*ABOUT THIS EXERCISE:* Among the entries below, one stretch runs from the line that contains "status: 502, .." through the line that contains "pub const DEFAULT_LOG_FILE: &str". Repeat that stretch exactly, ends included, and only that.

*INFORMATION:*
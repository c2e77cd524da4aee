use std::sync::Arc;

use echo_privacy::api::create_router;
use echo_privacy::cache::TtlCache;
use echo_privacy::clients::{
    CachedReputation, CachedSanctions, GeminiClient, HeliusClient, RangeClient, SolanaRpcClient,
};
use echo_privacy::config::AppConfig;
use echo_privacy::intelligence::StaticDirectory;
use echo_privacy::metrics::init_metrics;
use echo_privacy::models::{ReputationResult, SanctionsCheck};
use echo_privacy::services::{Collaborators, PrivacyAnalyzer};
use echo_privacy::AppState;

#[tokio::main]
async fn main() -> anyhow::Result<()> {
    dotenvy::dotenv().ok();

    let config = AppConfig::from_env()?;
    init_tracing(config.log_json);

    let addr = format!("{}:{}", config.host, config.port);
    let metrics_handle = init_metrics()?;

    if config.helius_api_key.is_empty() {
        tracing::warn!("HELIUS_API_KEY is not set, transaction history will be empty");
    }
    if config.range_api_key.is_empty() {
        tracing::warn!("RANGE_API_KEY is not set, reputation and sanctions will use defaults");
    }
    if !config.has_summarizer() {
        tracing::warn!("GEMINI_API_KEY is not set, summaries fall back to the local template");
    }

    let analyzer = build_analyzer(&config)?;

    tracing::info!(
        transaction_limit = config.transaction_limit,
        mev_sample_size = config.mev_sample_size,
        cache_ttl_secs = config.reputation_cache_ttl_secs,
        auth_enabled = config.api_token.is_some(),
        "Privacy analyzer ready"
    );

    let state = AppState {
        config,
        analyzer: Arc::new(analyzer),
        metrics_handle,
    };
    let router = create_router(state);

    let listener = tokio::net::TcpListener::bind(&addr).await?;
    tracing::info!("Server listening on {addr}");
    axum::serve(listener, router)
        .with_graceful_shutdown(shutdown_signal())
        .await?;

    tracing::info!("Server stopped");
    Ok(())
}

/// Wire the HTTP adapters, caches and classifier into one analyzer.
fn build_analyzer(config: &AppConfig) -> anyhow::Result<PrivacyAnalyzer> {
    let http = reqwest::Client::builder()
        .timeout(config.collaborator_timeout())
        .user_agent(concat!(env!("CARGO_PKG_NAME"), "/", env!("CARGO_PKG_VERSION")))
        .build()?;

    let range = Arc::new(RangeClient::new(
        http.clone(),
        &config.range_api_url,
        &config.range_api_key,
    ));
    let ttl = config.reputation_cache_ttl();
    let capacity = config.reputation_cache_capacity;

    let collaborators = Collaborators {
        ledger: Arc::new(HeliusClient::new(
            http.clone(),
            &config.helius_api_url,
            &config.helius_api_key,
        )),
        reputation: Arc::new(CachedReputation::new(
            range.clone(),
            Arc::new(TtlCache::<ReputationResult>::with_capacity(ttl, capacity)),
        )),
        sanctions: Arc::new(CachedSanctions::new(
            range,
            Arc::new(TtlCache::<SanctionsCheck>::with_capacity(ttl, capacity)),
        )),
        mev: Arc::new(SolanaRpcClient::new(http.clone(), &config.solana_rpc_url)),
        summarizer: Arc::new(GeminiClient::new(
            http,
            &config.gemini_api_url,
            &config.gemini_api_key,
            &config.gemini_model,
        )),
    };

    let classifier =
        StaticDirectory::default().with_exchanges(config.extra_exchange_addresses.iter().cloned());

    Ok(PrivacyAnalyzer::new(
        collaborators,
        Arc::new(classifier),
        config.analyzer_settings()?,
    ))
}

fn init_tracing(json: bool) {
    use tracing_subscriber::{fmt, layer::SubscriberExt, util::SubscriberInitExt, EnvFilter};

    let filter = EnvFilter::try_from_default_env()
        .unwrap_or_else(|_| EnvFilter::new("info,tower_http=debug"));
    let registry = tracing_subscriber::registry().with(filter);

    if json {
        registry.with(fmt::layer().json()).init();
    } else {
        registry.with(fmt::layer()).init();
    }
}

async fn shutdown_signal() {
    if let Err(e) = tokio::signal::ctrl_c().await {
        tracing::error!(error = %e, "Failed to listen for shutdown signal");
        std::future::pending::<()>().await;
    }
    tracing::info!("Shutdown signal received");
}
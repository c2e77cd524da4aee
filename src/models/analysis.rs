use chrono::{DateTime, Utc};
use serde::{Deserialize, Serialize};
use uuid::Uuid;

use super::{ReputationResult, RiskFinding, RiskLevel, SanctionsCheck};

// ---------------------------------------------------------------------------
// Temporal
// ---------------------------------------------------------------------------

/// Hour-of-day clustering of a transaction batch.
#[derive(Debug, Clone, PartialEq, Eq, Serialize, Deserialize)]
pub struct TemporalPattern {
    pub has_patterns: bool,
    /// Largest single-hour share, capped at 95; 0 when no hour is common.
    pub confidence: u8,
    /// Hours whose share exceeds 20%, ascending.
    pub common_hours: Vec<u8>,
    pub histogram: [usize; 24],
}

impl Default for TemporalPattern {
    fn default() -> Self {
        Self {
            has_patterns: false,
            confidence: 0,
            common_hours: Vec::new(),
            histogram: [0; 24],
        }
    }
}

// ---------------------------------------------------------------------------
// MEV
// ---------------------------------------------------------------------------

#[derive(Debug, Clone, Default, PartialEq, Eq, Serialize, Deserialize)]
pub struct MevExposure {
    pub detected: bool,
    pub count: usize,
    /// Lamports.
    pub total_extracted: u64,
    pub sampled: usize,
}

// ---------------------------------------------------------------------------
// Deanonymization graph
// ---------------------------------------------------------------------------

#[derive(Debug, Clone, Copy, PartialEq, Eq, Hash, Serialize, Deserialize)]
#[serde(rename_all = "lowercase")]
pub enum NodeKind {
    Wallet,
    Exchange,
    Program,
}

#[derive(Debug, Clone, PartialEq, Eq, Serialize, Deserialize)]
pub struct PathNode {
    pub address: String,
    pub kind: NodeKind,
    pub risk: RiskLevel,
    pub tx_count: Option<usize>,
}

#[derive(Debug, Clone, PartialEq, Eq, Serialize, Deserialize)]
pub struct PathEdge {
    pub from: String,
    pub to: String,
    pub confidence: u8,
}

/// A self-contained graph fragment linking the subject to a counterparty.
#[derive(Debug, Clone, PartialEq, Eq, Serialize, Deserialize)]
pub struct DeanonymizationPath {
    pub nodes: Vec<PathNode>,
    pub edges: Vec<PathEdge>,
}

// ---------------------------------------------------------------------------
// Summary + final result
// ---------------------------------------------------------------------------

#[derive(Debug, Clone, PartialEq, Eq, Serialize, Deserialize)]
pub struct PrivacySummary {
    pub summary: String,
    pub key_risks: Vec<String>,
    pub recommendations: Vec<String>,
}

/// Where the final privacy score came from.
#[derive(Debug, Clone, Copy, PartialEq, Eq, Serialize, Deserialize)]
#[serde(rename_all = "lowercase")]
pub enum ScoreSource {
    Summarizer,
    Local,
}

/// Terminal, immutable result of one analysis run.
#[derive(Debug, Clone, Serialize, Deserialize)]
pub struct WalletAnalysis {
    pub analysis_id: Uuid,
    pub address: String,
    pub privacy_score: u8,
    pub score_source: ScoreSource,
    pub transaction_count: usize,
    pub unique_interactions: usize,
    pub risks: Vec<RiskFinding>,
    pub deanonymization_paths: Vec<DeanonymizationPath>,
    pub mev_exposure: MevExposure,
    pub temporal_analysis: TemporalPattern,
    pub reputation: ReputationResult,
    pub sanctions: SanctionsCheck,
    pub summary: PrivacySummary,
    pub analyzed_at: DateTime<Utc>,
}
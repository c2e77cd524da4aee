//! Adapters for the external collaborators the analysis pipeline depends on.
//!
//! Every adapter maps its loosely-typed JSON payload into the typed model in
//! `crate::models` before returning; nothing past this boundary sees raw JSON.

pub mod cached;
pub mod gemini;
pub mod helius;
pub mod range;
pub mod solana_rpc;
pub mod types;

use std::time::Duration;

use async_trait::async_trait;
use serde::{Deserialize, Serialize};
use thiserror::Error;

use crate::models::{PrivacySummary, ReputationResult, SanctionsCheck, Severity, TransactionRecord};

pub use cached::{CachedReputation, CachedSanctions};
pub use gemini::GeminiClient;
pub use helius::HeliusClient;
pub use range::RangeClient;
pub use solana_rpc::SolanaRpcClient;

#[derive(Debug, Error)]
pub enum CollaboratorError {
    #[error("HTTP request failed: {0}")]
    Http(reqwest::Error),

    #[error("{service} rate limited the request")]
    RateLimited { service: &'static str },

    #[error("{service} returned status {status}")]
    Status { service: &'static str, status: u16 },

    #[error("timed out after {0:?}")]
    Timeout(Duration),

    #[error("malformed response: {0}")]
    Malformed(String),

    #[error("{0} is not configured")]
    NotConfigured(&'static str),
}

// Request URLs can carry API keys; never let them reach a log line
impl From<reqwest::Error> for CollaboratorError {
    fn from(e: reqwest::Error) -> Self {
        CollaboratorError::Http(e.without_url())
    }
}

// ---------------------------------------------------------------------------
// Collaborator contracts
// ---------------------------------------------------------------------------

/// Ledger indexer. Must return an empty list, not an error, when the
/// address has no history.
#[async_trait]
pub trait LedgerSource: Send + Sync {
    async fn fetch_transactions(
        &self,
        address: &str,
        limit: usize,
    ) -> Result<Vec<TransactionRecord>, CollaboratorError>;
}

#[async_trait]
pub trait ReputationSource: Send + Sync {
    async fn fetch_reputation(&self, address: &str) -> Result<ReputationResult, CollaboratorError>;
}

#[async_trait]
pub trait SanctionsSource: Send + Sync {
    async fn check_sanctions(&self, address: &str) -> Result<SanctionsCheck, CollaboratorError>;
}

#[async_trait]
pub trait MevSource: Send + Sync {
    async fn detect_mev(&self, signature: &str) -> Result<MevDetection, CollaboratorError>;
}

#[async_trait]
pub trait Summarizer: Send + Sync {
    async fn summarize(&self, input: &SummaryInput) -> Result<SummarizerOpinion, CollaboratorError>;
}

// ---------------------------------------------------------------------------
// MEV detector output
// ---------------------------------------------------------------------------

#[derive(Debug, Clone, Copy, PartialEq, Eq, Serialize, Deserialize)]
#[serde(rename_all = "lowercase")]
pub enum MevKind {
    Sandwich,
    Frontrun,
    Backrun,
    Jit,
}

#[derive(Debug, Clone, PartialEq, Eq, Serialize, Deserialize)]
pub struct MevDetection {
    pub is_mev: bool,
    pub kind: Option<MevKind>,
    /// Lamports.
    pub extracted_value: u64,
    pub confidence: u8,
}

impl MevDetection {
    pub fn none() -> Self {
        Self {
            is_mev: false,
            kind: None,
            extracted_value: 0,
            confidence: 0,
        }
    }
}

// ---------------------------------------------------------------------------
// Summarizer input / output
// ---------------------------------------------------------------------------

#[derive(Debug, Clone, Serialize)]
pub struct FindingDigest {
    pub severity: Severity,
    pub title: String,
}

/// Everything the summarizer is told about one analysis run.
#[derive(Debug, Clone, Serialize)]
pub struct SummaryInput {
    pub address: String,
    pub transaction_count: usize,
    pub unique_interactions: usize,
    pub findings: Vec<FindingDigest>,
    pub has_temporal_patterns: bool,
    pub common_hours: Vec<u8>,
    /// Reputation score rescaled to 0–100.
    pub reputation_score: f64,
    /// Deterministic score computed locally; offered to the summarizer as
    /// a reference and used when it does not answer.
    pub local_score: u8,
}

#[derive(Debug, Clone, PartialEq, Eq)]
pub struct SummarizerOpinion {
    pub summary: PrivacySummary,
    /// Absent when the summarizer returned prose but no usable number.
    pub privacy_score: Option<u8>,
}

/// Map a non-2xx response onto the error taxonomy.
pub(crate) fn status_error(service: &'static str, status: reqwest::StatusCode) -> CollaboratorError {
    if status == reqwest::StatusCode::TOO_MANY_REQUESTS {
        CollaboratorError::RateLimited { service }
    } else {
        CollaboratorError::Status {
            service,
            status: status.as_u16(),
        }
    }
}

/// Await a collaborator call under `timeout`. Failures and timeouts are
/// logged, counted, and collapsed to `None` so the caller can substitute its
/// safe default. Dropping the returned future abandons the in-flight call.
pub async fn guarded<T, F>(collaborator: &'static str, timeout: Duration, call: F) -> Option<T>
where
    F: std::future::Future<Output = Result<T, CollaboratorError>>,
{
    let error = match tokio::time::timeout(timeout, call).await {
        Ok(Ok(value)) => return Some(value),
        Ok(Err(e)) => e,
        Err(_) => CollaboratorError::Timeout(timeout),
    };

    tracing::warn!(
        collaborator = collaborator,
        error = %error,
        "Collaborator call failed, degrading signal"
    );
    metrics::counter!("collaborator_failures_total", "collaborator" => collaborator).increment(1);
    None
}

#[cfg(test)]
mod tests {
    use super::*;

    #[tokio::test]
    async fn test_guarded_passes_success_through() {
        let value = guarded("test", Duration::from_secs(1), async { Ok::<_, CollaboratorError>(5) }).await;
        assert_eq!(value, Some(5));
    }

    #[tokio::test]
    async fn test_guarded_collapses_errors() {
        let value: Option<u8> = guarded("test", Duration::from_secs(1), async {
            Err(CollaboratorError::Malformed("bad".into()))
        })
        .await;
        assert_eq!(value, None);
    }

    #[tokio::test]
    async fn test_guarded_times_out() {
        let value: Option<u8> = guarded("test", Duration::from_millis(10), async {
            tokio::time::sleep(Duration::from_secs(5)).await;
            Ok(1)
        })
        .await;
        assert_eq!(value, None);
    }

    #[test]
    fn test_status_error_maps_rate_limit() {
        assert!(matches!(
            status_error("range", reqwest::StatusCode::TOO_MANY_REQUESTS),
            CollaboratorError::RateLimited { service: "range" }
        ));
        assert!(matches!(
            status_error("range", reqwest::StatusCode::BAD_GATEWAY),
            CollaboratorError::Status { status: 502, .. }
        ));
    }
}
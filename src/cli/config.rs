use std::{
    io,
    path::{Path, PathBuf},
};

use anyhow::{Context, Result};
use serde::{Deserialize, Serialize};
use tracing::debug;

use super::output::ViewConfig;
use crate::budget::BudgetConfig;

pub const DEFAULT_CONFIG_FILE: &str = "config";
pub const DEFAULT_LOG_FILE: &str = "log";

/// Everything the config file can hold. Sections are flattened, so the file is a single JSON
/// object like `{"LabelGrouping": ["cat"], "LogFile": "/home/me/log"}`.
#[derive(Debug, Clone, Default, PartialEq, Serialize, Deserialize)]
#[serde(default)]
pub struct Config {
    #[serde(flatten)]
    pub budget: BudgetConfig,
    #[serde(flatten)]
    pub file: FileConfig,
    #[serde(flatten)]
    pub view: ViewConfig,
}

#[derive(Debug, Clone, Default, PartialEq, Serialize, Deserialize)]
#[serde(rename_all = "PascalCase", default)]
pub struct FileConfig {
    pub log_file: Option<PathBuf>,
    /// Additional logs merged into the main one.
    pub log_files: Vec<PathBuf>,
}

impl FileConfig {
    pub fn log_file(&self, app_dir: &Path) -> PathBuf {
        self.log_file
            .clone()
            .unwrap_or_else(|| app_dir.join(DEFAULT_LOG_FILE))
    }

    pub fn log_paths(&self, app_dir: &Path) -> Vec<PathBuf> {
        std::iter::once(self.log_file(app_dir))
            .chain(self.log_files.iter().cloned())
            .collect()
    }
}

/// Loads the config file. An explicitly requested file has to exist, the default one is optional.
pub async fn load_config(path: Option<&Path>, app_dir: &Path) -> Result<Config> {
    let (path, must_exist) = match path {
        Some(path) => (path.to_path_buf(), true),
        None => (app_dir.join(DEFAULT_CONFIG_FILE), false),
    };

    let text = match tokio::fs::read_to_string(&path).await {
        Ok(text) => text,
        Err(e) if e.kind() == io::ErrorKind::NotFound && !must_exist => {
            debug!("No config at {}, using defaults", path.display());
            return Ok(Config::default());
        }
        Err(e) => {
            return Err(e).with_context(|| format!("Unable to read config file {}", path.display()))
        }
    };

    serde_json::from_str(&text)
        .with_context(|| format!("Unable to parse config file {}", path.display()))
}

*EXERCISE RESULT:*
            CollaboratorError::Status { status: 502, .. }
        ));
    }
}
filename src/cli/config.rs
use std::{
    io,
    path::{Path, PathBuf},
};

use anyhow::{Context, Result};
use serde::{Deserialize, Serialize};
use tracing::debug;

use super::output::ViewConfig;
use crate::budget::BudgetConfig;

pub const DEFAULT_CONFIG_FILE: &str = "config";
pub const DEFAULT_LOG_FILE: &str = "log";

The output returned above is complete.